» **Goal of the exercise**
Reply with one number: the count of lines in the records below that hold "Send".

» **Record extracts**

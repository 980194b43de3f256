//! Grant-agnostic token management
//!
//! The manager owns the client store, the token store and the generator. It
//! authenticates clients, enforces ownership and expiry, and decides
//! lifetimes; the protocol engine decides which of its primitives a request
//! maps to.

use std::sync::Arc;
use std::time::Duration;

use chrono::Utc;
use oauth2_core::models::is_scope_subset;
use oauth2_core::{
    AuthorizeRequest, Client, ClientStore, Error, ErrorKind, GenerateBasic, GrantType,
    RandomTokenGenerator, Result, TokenGenerateRequest, TokenGenerator, TokenInfo, TokenStore,
    pkce,
};
use tracing::{debug, info, warn};

use crate::config::ManagerConfig;
use crate::uri::validate_uri;

/// Redirect URI policy: `(registered_domain, redirect_uri)`.
pub type UriValidator = Arc<dyn Fn(&str, &str) -> Result<()> + Send + Sync>;

pub struct Manager {
    config: ManagerConfig,
    clients: Arc<dyn ClientStore>,
    tokens: Arc<dyn TokenStore>,
    generator: Arc<dyn TokenGenerator>,
    validate_uri: UriValidator,
}

impl Manager {
    /// Manager with default lifetimes, random tokens and the default
    /// redirect URI policy.
    pub fn new(clients: Arc<dyn ClientStore>, tokens: Arc<dyn TokenStore>) -> Self {
        Self {
            config: ManagerConfig::default(),
            clients,
            tokens,
            generator: Arc::new(RandomTokenGenerator::new()),
            validate_uri: Arc::new(validate_uri),
        }
    }

    pub fn with_config(mut self, config: ManagerConfig) -> Self {
        self.config = config;
        self
    }

    pub fn with_generator(mut self, generator: Arc<dyn TokenGenerator>) -> Self {
        self.generator = generator;
        self
    }

    pub fn with_uri_validator(
        mut self,
        validator: impl Fn(&str, &str) -> Result<()> + Send + Sync + 'static,
    ) -> Self {
        self.validate_uri = Arc::new(validator);
        self
    }

    pub fn config(&self) -> &ManagerConfig {
        &self.config
    }

    /// Resolve a registered client. Unknown ids are `invalid_client`.
    pub async fn get_client(&self, client_id: &str) -> Result<Client> {
        match self.clients.get_by_id(client_id).await? {
            Some(client) => Ok(client),
            None => {
                debug!(client_id, "unknown client");
                Err(ErrorKind::InvalidClient.into())
            }
        }
    }

    /// Check a redirect URI against a client's registered domain.
    pub fn check_redirect_uri(&self, client: &Client, redirect_uri: &str) -> Result<()> {
        (self.validate_uri)(&client.domain, redirect_uri)
    }

    /// Access token lifetime for `grant_type`, unless the request overrides it.
    pub fn get_access_token_expiry(
        &self,
        grant_type: GrantType,
        tgr: &TokenGenerateRequest,
    ) -> Duration {
        tgr.access_token_exp
            .unwrap_or_else(|| self.config.grant(grant_type).access_token_exp)
    }

    /// Issue and persist an authorization code.
    pub async fn generate_authorization_code(&self, req: &AuthorizeRequest) -> Result<TokenInfo> {
        let client = self.get_client(&req.client_id).await?;
        if !req.redirect_uri.is_empty() {
            self.check_redirect_uri(&client, &req.redirect_uri)?;
        }

        let now = Utc::now();
        let mut info = TokenInfo {
            client_id: req.client_id.clone(),
            user_id: req.user_id.clone(),
            redirect_uri: req.redirect_uri.clone(),
            scope: req.scope.clone(),
            code_created_at: now,
            code_expires_in: self.config.code_exp,
            code_challenge: req.code_challenge.clone(),
            code_challenge_method: req
                .code_challenge_method
                .filter(|_| !req.code_challenge.is_empty()),
            ..TokenInfo::default()
        };

        let tgr = req.to_generate_request();
        let code = self
            .generator
            .generate_code(&GenerateBasic {
                client: &client,
                user_id: &req.user_id,
                created_at: now,
                token_info: &info,
                request: &tgr,
            })
            .map_err(generator_failure)?;
        info.code = Some(code);

        self.tokens.create(&info).await?;
        info!(
            client_id = %req.client_id,
            pkce = !req.code_challenge.is_empty(),
            "issued authorization code"
        );
        Ok(info)
    }

    /// Issue and persist an access token for `grant_type`.
    ///
    /// The refresh grant is delegated to [`Manager::refresh_access_token`].
    pub async fn generate_access_token(
        &self,
        grant_type: GrantType,
        tgr: &TokenGenerateRequest,
    ) -> Result<TokenInfo> {
        if grant_type == GrantType::Refreshing {
            return self.refresh_access_token(tgr).await;
        }

        // Implicit tokens are issued from the authorization endpoint, where
        // no client secret is presented
        let client = if grant_type == GrantType::Implicit {
            self.get_client(&tgr.client_id).await?
        } else {
            self.authenticate_client(tgr).await?
        };

        let (user_id, scope, redirect_uri) = match grant_type {
            GrantType::AuthorizationCode => {
                let code_info = self.take_authorization_code(tgr).await?;
                (code_info.user_id, code_info.scope, code_info.redirect_uri)
            }
            GrantType::Implicit => {
                if !tgr.redirect_uri.is_empty() {
                    self.check_redirect_uri(&client, &tgr.redirect_uri)?;
                }
                (tgr.user_id.clone(), tgr.scope.clone(), tgr.redirect_uri.clone())
            }
            _ => (tgr.user_id.clone(), tgr.scope.clone(), tgr.redirect_uri.clone()),
        };

        let token_config = self.config.grant(grant_type);
        let now = Utc::now();
        let mut info = TokenInfo {
            client_id: client.id.clone(),
            user_id,
            redirect_uri,
            scope,
            access_created_at: now,
            access_expires_in: self.get_access_token_expiry(grant_type, tgr),
            ..TokenInfo::default()
        };
        if token_config.is_generate_refresh {
            info.refresh_created_at = now;
            info.refresh_expires_in = token_config.refresh_token_exp;
        }

        let generated = self
            .generator
            .generate_token(
                &GenerateBasic {
                    client: &client,
                    user_id: &info.user_id,
                    created_at: now,
                    token_info: &info,
                    request: tgr,
                },
                token_config.is_generate_refresh,
            )
            .map_err(generator_failure)?;
        info.access = Some(generated.access);
        info.refresh = generated.refresh;

        self.tokens.create(&info).await?;
        info!(
            client_id = %info.client_id,
            grant_type = %grant_type,
            refresh = info.refresh().is_some(),
            "issued access token"
        );
        Ok(info)
    }

    /// Exchange a refresh token for a new access token.
    ///
    /// The new record is persisted before the previous access and refresh
    /// keys are removed, so a failure part way leaves the old grant usable.
    pub async fn refresh_access_token(&self, tgr: &TokenGenerateRequest) -> Result<TokenInfo> {
        let client = self.authenticate_client(tgr).await?;

        let old = self.load_refresh_token(&tgr.refresh).await?;
        if old.client_id != tgr.client_id {
            debug!(client_id = %tgr.client_id, "refresh token issued to another client");
            return Err(Error::InvalidRefreshToken);
        }

        let scope = if tgr.scope.is_empty() {
            old.scope.clone()
        } else if is_scope_subset(&tgr.scope, &old.scope) {
            tgr.scope.clone()
        } else {
            debug!(client_id = %tgr.client_id, "refresh requested a wider scope");
            return Err(ErrorKind::InvalidScope.into());
        };

        let refresh_config = self.config.refresh;
        let now = Utc::now();
        let access_expires_in = tgr.access_token_exp.unwrap_or_else(|| {
            non_zero_or(refresh_config.access_token_exp, old.access_expires_in)
        });
        let refresh_expires_in =
            non_zero_or(refresh_config.refresh_token_exp, old.refresh_expires_in);
        let restart_refresh =
            refresh_config.is_generate_refresh || refresh_config.is_reset_refresh_time;

        let mut info = TokenInfo {
            client_id: old.client_id.clone(),
            user_id: old.user_id.clone(),
            redirect_uri: old.redirect_uri.clone(),
            scope,
            access_created_at: now,
            access_expires_in,
            refresh_created_at: if restart_refresh { now } else { old.refresh_created_at },
            refresh_expires_in,
            extension: old.extension.clone(),
            ..TokenInfo::default()
        };

        let generated = self
            .generator
            .generate_token(
                &GenerateBasic {
                    client: &client,
                    user_id: &info.user_id,
                    created_at: now,
                    token_info: &info,
                    request: tgr,
                },
                refresh_config.is_generate_refresh,
            )
            .map_err(generator_failure)?;
        info.access = Some(generated.access);
        info.refresh = match generated.refresh {
            Some(refresh) if refresh_config.is_generate_refresh => Some(refresh),
            _ => old.refresh.clone(),
        };

        self.tokens.create(&info).await?;

        if refresh_config.is_remove_access
            && let Some(access) = old.access()
        {
            self.tokens.remove_by_access(access).await?;
        }
        let rotated = info.refresh() != old.refresh();
        if rotated
            && refresh_config.is_remove_refresh
            && let Some(refresh) = old.refresh()
        {
            self.tokens.remove_by_refresh(refresh).await?;
        }

        info!(client_id = %info.client_id, rotated, "refreshed access token");
        Ok(info)
    }

    /// Resolve a live access token.
    pub async fn load_access_token(&self, access: &str) -> Result<TokenInfo> {
        if access.is_empty() {
            return Err(Error::InvalidAccessToken);
        }
        let info = self
            .tokens
            .get_by_access(access)
            .await?
            .ok_or(Error::InvalidAccessToken)?;

        let now = Utc::now();
        if info.is_access_expired(now) {
            return Err(Error::ExpiredAccessToken);
        }
        if info.refresh().is_some() && info.is_refresh_expired(now) {
            return Err(Error::ExpiredRefreshToken);
        }
        Ok(info)
    }

    /// Resolve a live refresh token.
    pub async fn load_refresh_token(&self, refresh: &str) -> Result<TokenInfo> {
        if refresh.is_empty() {
            return Err(Error::InvalidRefreshToken);
        }
        let info = self
            .tokens
            .get_by_refresh(refresh)
            .await?
            .ok_or(Error::InvalidRefreshToken)?;
        if info.is_refresh_expired(Utc::now()) {
            return Err(Error::ExpiredRefreshToken);
        }
        Ok(info)
    }

    pub async fn remove_access_token(&self, access: &str) -> Result<()> {
        if access.is_empty() {
            return Err(Error::InvalidAccessToken);
        }
        self.tokens.remove_by_access(access).await
    }

    pub async fn remove_refresh_token(&self, refresh: &str) -> Result<()> {
        if refresh.is_empty() {
            return Err(Error::InvalidRefreshToken);
        }
        self.tokens.remove_by_refresh(refresh).await
    }

    /// Resolve the client and check its secret. Public clients pass
    /// without one.
    pub async fn authenticate_client(&self, tgr: &TokenGenerateRequest) -> Result<Client> {
        let client = self.get_client(&tgr.client_id).await?;
        if !client.verify_secret(tgr.secret()) {
            warn!(client_id = %tgr.client_id, "client secret mismatch");
            return Err(ErrorKind::InvalidClient.into());
        }
        Ok(client)
    }

    /// Load, check and consume an authorization code.
    ///
    /// The code is removed before PKCE is checked, so a failed verifier
    /// still burns it. Only the caller whose removal wins may use the code.
    async fn take_authorization_code(&self, tgr: &TokenGenerateRequest) -> Result<TokenInfo> {
        if tgr.code.is_empty() {
            return Err(Error::InvalidAuthorizeCode);
        }
        let info = self
            .tokens
            .get_by_code(&tgr.code)
            .await?
            .ok_or(Error::InvalidAuthorizeCode)?;

        if info.client_id != tgr.client_id || info.is_code_expired(Utc::now()) {
            return Err(Error::InvalidAuthorizeCode);
        }
        if info.redirect_uri != tgr.redirect_uri {
            debug!(client_id = %tgr.client_id, "redirect uri differs from authorization request");
            return Err(Error::InvalidAuthorizeCode);
        }

        if !self.tokens.remove_by_code(&tgr.code).await? {
            debug!(client_id = %tgr.client_id, "authorization code already consumed");
            return Err(Error::InvalidAuthorizeCode);
        }
        verify_code_challenge(&info, &tgr.code_verifier)?;
        Ok(info)
    }
}
//! Error types for store operations

/// Errors from the client registry and the token store.
#[derive(Debug, thiserror::Error)]
pub enum Error {
    #[error("io error: {0}")]
    Io(String),

    #[error("record encoding error: {0}")]
    Encoding(String),

    #[error("backend error: {0}")]
    Backend(String),

    #[error("invalid record: {0}")]
    InvalidRecord(String),
}

/// Result alias for store operations.
pub type Result<T> = std::result::Result<T, Error>;

impl From<serde_json::Error> for Error {
    fn from(err: serde_json::Error) -> Self {
        Self::Encoding(err.to_string())
    }
}

impl From<Error> for oauth2_core::Error {
    fn from(err: Error) -> Self {
        oauth2_core::Error::Store(err.to_string())
    }
}
//! Prometheus metrics exposition
//!
//! - `oauth_requests_total` (counter): labels `endpoint`, `status`
//! - `oauth_request_duration_seconds` (histogram): label `endpoint`
//! - `oauth_tokens_issued_total` (counter): label `grant_type`
//! - `oauth_errors_total` (counter): label `error`

use anyhow::Context;
use metrics_exporter_prometheus::{Matcher, PrometheusBuilder, PrometheusHandle};

const DURATION_METRIC: &str = "oauth_request_duration_seconds";

/// 1ms to 5s. Token issuance is local, so anything slower is an outlier.
const DURATION_BUCKETS: &[f64] = &[
    0.001, 0.0025, 0.005, 0.01, 0.025, 0.05, 0.1, 0.25, 0.5, 1.0, 2.5, 5.0,
];

fn builder() -> anyhow::Result<PrometheusBuilder> {
    PrometheusBuilder::new()
        .set_buckets_for_metric(Matcher::Full(DURATION_METRIC.to_string()), DURATION_BUCKETS)
        .context("failed to set histogram buckets")
}

/// Install the global Prometheus recorder and return a handle for rendering.
pub fn install_recorder() -> anyhow::Result<PrometheusHandle> {
    builder()?
        .install_recorder()
        .context("failed to install Prometheus recorder")
}

/// Record a completed request against one of the HTTP endpoints.
pub fn record_request(endpoint: &'static str, status: u16, duration_secs: f64) {
    metrics::counter!(
        "oauth_requests_total",
        "endpoint" => endpoint,
        "status" => status.to_string()
    )
    .increment(1);
    metrics::histogram!(DURATION_METRIC, "endpoint" => endpoint).record(duration_secs);
}

pub fn record_token_issued(grant_type: &'static str) {
    metrics::counter!("oauth_tokens_issued_total", "grant_type" => grant_type).increment(1);
}

/// Record a rendered OAuth2 error by its wire code.
pub fn record_error(error: &'static str) {
    metrics::counter!("oauth_errors_total", "error" => error).increment(1);
}

#[cfg(test)]
pub(crate) fn isolated_recorder() -> (
    metrics_exporter_prometheus::PrometheusRecorder,
    PrometheusHandle,
) {
    let recorder = builder().unwrap().build_recorder();
    let handle = recorder.handle();
    (recorder, handle)
}

#[cfg(test)]
mod tests {
    use super::*;

    #[test]
    fn record_functions_do_not_panic_without_recorder() {
        record_request("token", 200, 0.01);
        record_token_issued("password");
        record_error("invalid_grant");
    }

    #[test]
    fn request_metrics_carry_endpoint_and_status() {
        let (recorder, handle) = isolated_recorder();
        let _guard = metrics::set_default_local_recorder(&recorder);

        record_request("token", 200, 0.004);
        record_request("authorize", 302, 0.02);

        let output = handle.render();
        assert!(output.contains("oauth_requests_total"));
        assert!(output.contains("endpoint=\"token\""));
        assert!(output.contains("status=\"302\""));
        assert!(
            output.contains("oauth_request_duration_seconds_bucket"),
            "duration must render as a histogram"
        );
        assert!(output.contains("le=\"0.005\""));
        assert!(output.contains("le=\"+Inf\""));
    }

    #[test]
    fn issuance_and_errors_are_labelled() {
        let (recorder, handle) = isolated_recorder();
        let _guard = metrics::set_default_local_recorder(&recorder);

        record_token_issued("authorization_code");
        record_error("invalid_scope");

        let output = handle.render();
        assert!(output.contains("oauth_tokens_issued_total{grant_type=\"authorization_code\"} 1"));
        assert!(output.contains("oauth_errors_total{error=\"invalid_scope\"} 1"));
    }
}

» **Exercise response**
2